De acordo com o pedido da Inajá, subscrito pelo advogado Frederico de Moura Theophilo, os ministros Mauro Campbell, Humberto Martins, Herman Benjamin e Villas Bôas Cueva têm em seus gabinetes, como assessores, procuradores da Fazenda Nacional. Os três primeiros ministros da lista atuam na 2ª Turma do STJ, que faz parte da 1ª Seção, que só julga matérias de Direito Público. Entre elas, as questões que discutem tributos federais, nas quais a União é parte.
Theophilo lista em seu pedido que o procurador Adriano Falcão Neri trabalha no gabinete de Humberto Martnis, Christiano Mendes Wolney Valente está no gabinete de Mauro Campbell e Marcellus Sganzerla é assessor do gabinete de Herman Benjamin. As informações foram obtidas pelo advogado no Portal da Transparência, do governo federal.

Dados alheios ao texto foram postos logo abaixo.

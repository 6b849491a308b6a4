//! Quote - Priced estimate handed to the record store.

use super::{Dimension, NamedOption, ProjectType, QuoteItem};
use chrono::NaiveDate;
use serde::{Deserialize, Serialize};

/// Quote status. Set by user action, never by the pricing engine.
#[derive(Debug, Clone, Copy, PartialEq, Eq, Hash, Default, Serialize, Deserialize)]
#[serde(rename_all = "snake_case", try_from = "String")]
pub enum QuoteStatus {
    #[default]
    Draft,
    Sent,
    Pending,
    Approved,
    Declined,
    Expired,
}

impl QuoteStatus {
    /// Approved, declined and expired quotes are closed.
    pub fn is_final(&self) -> bool {
        matches!(self, Self::Approved | Self::Declined | Self::Expired)
    }
}

impl NamedOption for QuoteStatus {
    const KIND: &'static str = "quote status";

    fn all() -> &'static [Self] {
        &[
            Self::Draft,
            Self::Sent,
            Self::Pending,
            Self::Approved,
            Self::Declined,
            Self::Expired,
        ]
    }

    fn name(&self) -> &'static str {
        match self {
            Self::Draft => "draft",
            Self::Sent => "sent",
            Self::Pending => "pending",
            Self::Approved => "approved",
            Self::Declined => "declined",
            Self::Expired => "expired",
        }
    }

    fn aliases(&self) -> &'static [&'static str] {
        match self {
            Self::Draft => &["rascunho"],
            Self::Sent => &["enviado"],
            Self::Approved => &["aprovado"],
            Self::Declined => &["recusado"],
            Self::Expired => &["expirado"],
            Self::Pending => &[],
        }
    }
}

named_option_traits!(QuoteStatus);

/// Aggregated totals of a quote (QuoteTotals).
#[derive(Debug, Clone, Copy, Default, PartialEq, Serialize, Deserialize)]
pub struct QuoteTotals {
    /// Sum of glass, frame and hardware items.
    pub materials: f64,
    /// Sum of service items.
    pub labor: f64,
    /// materials + labor.
    pub subtotal: f64,
    /// Losses over subtotal.
    pub losses: f64,
    /// Overhead over subtotal.
    pub overhead: f64,
    /// subtotal + losses + overhead.
    pub cost_total: f64,
    /// Profit over cost total.
    pub profit: f64,
    /// cost_total + profit.
    pub grand_total: f64,
}

/// Complete quote record.
#[derive(Debug, Clone, PartialEq, Serialize, Deserialize)]
pub struct Quote {
    /// Quote number, `YYYYMMNNNN`.
    pub number: String,
    /// Customer name or reference.
    pub customer: String,
    /// Project name.
    pub project_name: String,
    /// Project type.
    pub project_type: ProjectType,
    /// Issue date.
    pub date: NaiveDate,
    /// Last valid day.
    pub valid_until: NaiveDate,
    /// Status.
    pub status: QuoteStatus,
    /// Salesperson.
    #[serde(default)]
    pub salesperson: String,
    /// Measured opening.
    pub dimension: Dimension,
    /// Line items.
    pub items: Vec<QuoteItem>,
    /// Totals at the time of issue.
    pub totals: QuoteTotals,
    /// Free-text notes.
    #[serde(default, skip_serializing_if = "Option::is_none")]
    pub notes: Option<String>,
}

impl Quote {
    /// Number of items in a category.
    pub fn count_items(&self, category: super::ItemCategory) -> usize {
        self.items.iter().filter(|i| i.category == category).count()
    }
}
//! Quick ballpark estimate by project type, separate from itemized quotes.

use super::geometry::{compute_area, compute_perimeter};
use crate::config::float_cmp::approx_zero;
use crate::model::ProjectType;
use serde::{Deserialize, Serialize};

/// Price per m² applied when a project type has no formula.
const GENERIC_RATE: f64 = 100.0;

/// Result of a quick estimate.
#[derive(Debug, Clone, Copy, Default, PartialEq, Serialize, Deserialize)]
pub struct QuickEstimate {
    pub area: f64,
    pub perimeter: f64,
    pub estimated_price: f64,
    /// estimated_price / area, 0 when the area is 0.
    pub price_per_m2: f64,
}

/// Per-m², per-linear-m and fixed coefficients for a project type.
fn estimate_coefficients(project_type: ProjectType) -> Option<(f64, f64, f64)> {
    match project_type {
        // glass + profile + hardware
        ProjectType::SlidingWindow => Some((65.0, 18.0, 120.0)),
        ProjectType::PivotDoor => Some((95.0, 35.0, 250.0)),
        ProjectType::FrontShowerBox => Some((80.0, 25.0, 180.0)),
        _ => None,
    }
}

/// Estimate a project type. Types without a formula use the generic rate.
pub fn estimate_for(project_type: ProjectType, height_mm: f64, width_mm: f64) -> QuickEstimate {
    let area = compute_area(height_mm, width_mm);
    let perimeter = compute_perimeter(height_mm, width_mm);

    let estimated_price = match estimate_coefficients(project_type) {
        Some((per_m2, per_m, fixed)) => area * per_m2 + perimeter * per_m + fixed,
        None => area * GENERIC_RATE,
    };

    let price_per_m2 = if approx_zero(area) {
        0.0
    } else {
        estimated_price / area
    };

    QuickEstimate {
        area,
        perimeter,
        estimated_price,
        price_per_m2,
    }
}

/// Estimate from a project type name. Unknown names use the generic rate.
pub fn quick_estimate(project_type: &str, height_mm: f64, width_mm: f64) -> QuickEstimate {
    let parsed = project_type.parse::<ProjectType>().unwrap_or_else(|_| {
        tracing::debug!("Unknown project type '{}', using generic rate", project_type);
        ProjectType::Other
    });
    estimate_for(parsed, height_mm, width_mm)
}
//! Static unit price tables.
//!
//! Coverage is intentionally partial. Lookups return `None` on a miss and the
//! `*_or_default` wrappers substitute the fallback unit price.

use crate::config::{FRAME_FALLBACK_PRICE, GLASS_FALLBACK_PRICE};
use crate::model::{FrameColor, GlassColor, GlassType};

/// Glass price per m² for a type/thickness/color combination.
pub fn glass_unit_price(glass_type: GlassType, thickness_mm: u8, color: GlassColor) -> Option<f64> {
    use GlassType::*;

    // Columns: clear, smoke, green, bronze
    let row: [f64; 4] = match (glass_type, thickness_mm) {
        (Tempered, 4) => [45.0, 50.0, 55.0, 55.0],
        (Tempered, 6) => [55.0, 60.0, 65.0, 65.0],
        (Tempered, 8) => [70.0, 75.0, 80.0, 80.0],
        (Tempered, 10) => [85.0, 90.0, 95.0, 95.0],
        (Tempered, 12) => [105.0, 110.0, 115.0, 115.0],
        (Laminated, 6) => [75.0, 85.0, 90.0, 90.0],
        (Laminated, 8) => [95.0, 105.0, 110.0, 110.0],
        (Laminated, 10) => [120.0, 130.0, 135.0, 135.0],
        (Plain, 4) => [25.0, 30.0, 35.0, 35.0],
        (Plain, 6) => [35.0, 40.0, 45.0, 45.0],
        _ => return None,
    };

    let column = match color {
        GlassColor::Clear => 0,
        GlassColor::Smoke => 1,
        GlassColor::Green => 2,
        GlassColor::Bronze => 3,
        _ => return None,
    };

    Some(row[column])
}

/// Glass price per m², or the fallback price when the table has no entry.
pub fn glass_price_or_default(glass_type: GlassType, thickness_mm: u8, color: GlassColor) -> f64 {
    glass_unit_price(glass_type, thickness_mm, color).unwrap_or_else(|| {
        tracing::debug!(
            "No glass price for {} {}mm {}, using fallback {}",
            glass_type,
            thickness_mm,
            color,
            GLASS_FALLBACK_PRICE
        );
        GLASS_FALLBACK_PRICE
    })
}

/// Normalize a profile line name to its table key ("Line 25" -> "line_25").
///
/// The legacy "Linha 25" spelling maps to the same key.
pub fn normalize_profile_line(line: &str) -> String {
    let key = line.trim().to_lowercase().replace(' ', "_");
    match key.strip_prefix("linha_") {
        Some(rest) => format!("line_{}", rest),
        None => key,
    }
}

/// Profile price per linear meter for a normalized line key and color.
pub fn frame_unit_price(line_key: &str, color: FrameColor) -> Option<f64> {
    // Columns: white, black, anodized
    let row: [f64; 3] = match line_key {
        "line_25" => [15.0, 18.0, 20.0],
        "line_30" => [18.0, 22.0, 25.0],
        "line_40" => [25.0, 30.0, 35.0],
        "line_50" => [35.0, 42.0, 48.0],
        _ => return None,
    };

    let column = match color {
        FrameColor::White => 0,
        FrameColor::Black => 1,
        FrameColor::Anodized => 2,
        FrameColor::WoodGrain => return None,
    };

    Some(row[column])
}

/// Profile price per linear meter, or the fallback price when missing.
pub fn frame_price_or_default(profile_line: &str, color: FrameColor) -> f64 {
    let key = normalize_profile_line(profile_line);
    frame_unit_price(&key, color).unwrap_or_else(|| {
        tracing::debug!(
            "No profile price for {} {}, using fallback {}",
            key,
            color,
            FRAME_FALLBACK_PRICE
        );
        FRAME_FALLBACK_PRICE
    })
}

#[cfg(test)]
mod tests {
    use super::*;

    #[test]
    fn test_glass_table_hits() {
        assert_eq!(glass_unit_price(GlassType::Tempered, 6, GlassColor::Clear), Some(55.0));
        assert_eq!(glass_unit_price(GlassType::Tempered, 12, GlassColor::Bronze), Some(115.0));
        assert_eq!(glass_unit_price(GlassType::Laminated, 10, GlassColor::Smoke), Some(130.0));
        assert_eq!(glass_unit_price(GlassType::Plain, 4, GlassColor::Green), Some(35.0));
    }

    #[test]
    fn test_glass_table_misses_fall_back() {
        // Unknown thickness, uncovered type, uncovered color
        assert_eq!(glass_unit_price(GlassType::Tempered, 19, GlassColor::Clear), None);
        assert_eq!(glass_unit_price(GlassType::Laminated, 4, GlassColor::Clear), None);
        assert_eq!(glass_unit_price(GlassType::Wired, 6, GlassColor::Clear), None);
        assert_eq!(glass_unit_price(GlassType::Tempered, 6, GlassColor::Frosted), None);

        assert_eq!(glass_price_or_default(GlassType::Plain, 8, GlassColor::Clear), 50.0);
        assert_eq!(glass_price_or_default(GlassType::Tempered, 8, GlassColor::Smoke), 75.0);
    }

    #[test]
    fn test_normalize_profile_line() {
        assert_eq!(normalize_profile_line("Line 25"), "line_25");
        assert_eq!(normalize_profile_line("Linha 30"), "line_30");
        assert_eq!(normalize_profile_line(" LINE 50 "), "line_50");
        assert_eq!(normalize_profile_line("line_40"), "line_40");
    }

    #[test]
    fn test_frame_table() {
        assert_eq!(frame_unit_price("line_25", FrameColor::White), Some(15.0));
        assert_eq!(frame_unit_price("line_50", FrameColor::Anodized), Some(48.0));
        assert_eq!(frame_unit_price("line_25", FrameColor::WoodGrain), None);
        assert_eq!(frame_unit_price("line_60", FrameColor::White), None);

        assert_eq!(frame_price_or_default("Line 40", FrameColor::Black), 30.0);
        assert_eq!(frame_price_or_default("Line 40", FrameColor::WoodGrain), 20.0);
        assert_eq!(frame_price_or_default("Series X", FrameColor::White), 20.0);
    }
}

Segundo a petição da Inajá, “no mínimo é extremamente esquisita esta cessão de procuradores da Fazenda Nacional como assessores de ministros da 2ª Turma da 1ª Seção do STJ”. De acordo com as contas da empresa, na 2ª Turma, apenas os ministros Castro Meira e Eliana Calmon não têm procuradores em seus gabinetes. “Se isso não for ilegal é, no mínimo, imoral”, escreveu a empresa.
Opiniões vinculadas
A mesma discussão acontece no Conselho Nacional de Justiça. Lá, a Ordem dos Advogados do Brasil reclama da cessão de procuradores a gabinetes de juízes federais no Tribunal Regional Federal da 2ª Região. Na corte em questão, o gabinete do juiz federal Theophilo Antonio Miguel Filho tinha como assessora a procuradora da Fazenda Nacional Patrícia de Seixas Lessa. Liminar do conselheiro Lucio Munhoz, há duas semanas, determinou que Patrícia deixe o gabinete de Theophilo Antonio até que o CNJ defina a questão. O TRF-2 já afastou a procuradora do cargo.
O problema foi vinculado à discussão da mineradora Vale. A companhia discute a cobrança de Imposto de Renda e Contribuição Social sobre Lucro Líquido sobre os ganhos de companhias estrangeiras coligadas ou controladas por ela. O TRF-2 decidiu em favor do fisco federal, e a recalmação foi justamente a de que o relator da matéria é assessorado por uma procuradora da Fazenda.
Responsabilidade total
O ministro Mauro Campbell não parece se incomodar com as alegações. Por telefone, explicou à revista Consultor Jurídico que tem oito assessores técnicos, além do chefe de gabinete. E deles, apenas um é procurador da Fazenda Nacional. "Meu assessor é meu assessor. Todos os votos e decisões que profiro são minhas e assumo total responsabilidade por elas. Não delego nenhuma atividade jurisdicional a qualquer assessor, não importa sua procedência", afirmou.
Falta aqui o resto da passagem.